Deddy waktu itu mengejek habis-habisan dirimu, mulai dari backstage. Bahkan saat di atas panggung. Satu yang berkali-kali disebut Deddy, bahwa Harri mah bukan rocker. Harri itu penyanyi pop.

Waktu itu, dirimu kan tampil pas sebelum Deddy? Gw ingat acara itu. Deddy ketawain, karena elo Har, sampai turun pake sling segala, dengan sebelumnya memanjat pohon, sampai naik ke atas box-box speakers. Atraksimu diledek habislah.
Dan dirimu Har, terus hanya cengengesan, ketawa saja. Ga ada balasan, ga ada tuh reaksi marah ke Deddy? Itu aku salut banget. Padahal kayaknya Deddy memang benci dan sebel lihat dirimu. Hahahaha.
Jadi di saat itu, Deddy sempat juga “mencolek” gw kan. Ngapain elo temenin penyanyi pop gitu, dia bukan rocker. Elo kan tampilannya ngerock gitu, ga pantas deket-deket sama dia,”cibir almarhum Deddy. Aku hanya senyum saja. Mungkin Deddy bisa-bisa jadi sebel juga tuh sama gw ya, bro? Hihihi.
Hal ini kemarin itu aku obrolin sama Yuke lagi, mungkin Deddy sebel karena Harri sih ga ngerokok, ga mau mabuk-mabukkan? Rocker kok olahraga, sok milter gitu kostumnya? “Mungkin juga Harri pernah ngajak Deddy panjat tebing atau naik gunung ya?”
Jawab Yuke lebih seru dan bikin aku tertawa lebar,”Mending diajak panjat tebing bro, kayaknya Deddy diajak sholat kali. Gimana Deddy ga keselek?” Pada dasarnya, sebenar-benarnyalah Harri dan Deddy itu “aset bangsa”. Dua talenta “emas” musik Indonesia!

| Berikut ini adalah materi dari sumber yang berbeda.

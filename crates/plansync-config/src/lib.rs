#![forbid(unsafe_code)]
#![deny(
    unused_must_use,
    unreachable_pub,
    clippy::all,
    clippy::pedantic,
    clippy::nursery,
    rustdoc::broken_intra_doc_links,
    rustdoc::bare_urls,
    missing_docs
)]
#![allow(clippy::module_name_repetitions)]

//! File-backed settings for the flight plan synchroniser.
//!
//! Layout: `model.rs` (settings document), `validate.rs` (validation/parsing
//! helpers), `store.rs` (`FileSettingsStore`, the JSON settings file).

pub mod error;
pub mod model;
pub mod store;
pub mod validate;

pub use error::{ConfigError, ConfigResult};
pub use model::Settings;
pub use store::{CONFIG_ENV, FileSettingsStore, default_settings_path};
pub use validate::{parse_directory_assignment, validate_settings};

Eh oya, soal Deddy ya. Aku dikenalin sama Deddy oleh seniorenku di majalah Vista, almarhum Denny Sabri. Ded, ini juga wartawan Vista lho, pendatang baru. Dari situ jadi kenal beliau. Tapi seingatku, kang Denny juga menyebutkan bahwa aku banyak menulis jazz saat itu. So, aku waktu itu sih bukan orang yang “rock-rock amat” sebenarnya kan? Artinya, Deddy lupa kali ya?
Balik ke soal talenta dirimu dan Deddy. Berdua punya karakter berbeda, tapi khas. Deddy, dengan segala “tabiat dan dunia”nya di waktu itu, tetap juga adalah rocker yang punya identitas khas. Bukan, bukan soal ke”badungan”nya. Tapi cara ia bermain atau bernyanyi, juga lagu-lagu yang ditulisnya, itu khas. Cuma Deddy yang bisa! Ga ada duanya. Susahlah dicari tandingannya, bahkan sampai hari ini.
Kita pernah obrolin itu, dan elo akui juga. Ga ada tanda-tanda elo menyanggah, atau malah balik ngeledekkin Deddy. Dirimu menyatakan hormat dan salut dengan Deddy! Weleh, weleh broooo. Sementara dirimu juga khas tentunya.

Ada identitas berbeda. Bukan hanya soal rocker tapi bersih-sih. Tapi ya suaramu, melengking tinggi. Berapa oktaf kuat melengkingnya?  Bisa 4 oktaf ya? Dan ditambah artikulasi yang jernih dan jelas bener. Stamina jelas okay. Dengan kostum militer.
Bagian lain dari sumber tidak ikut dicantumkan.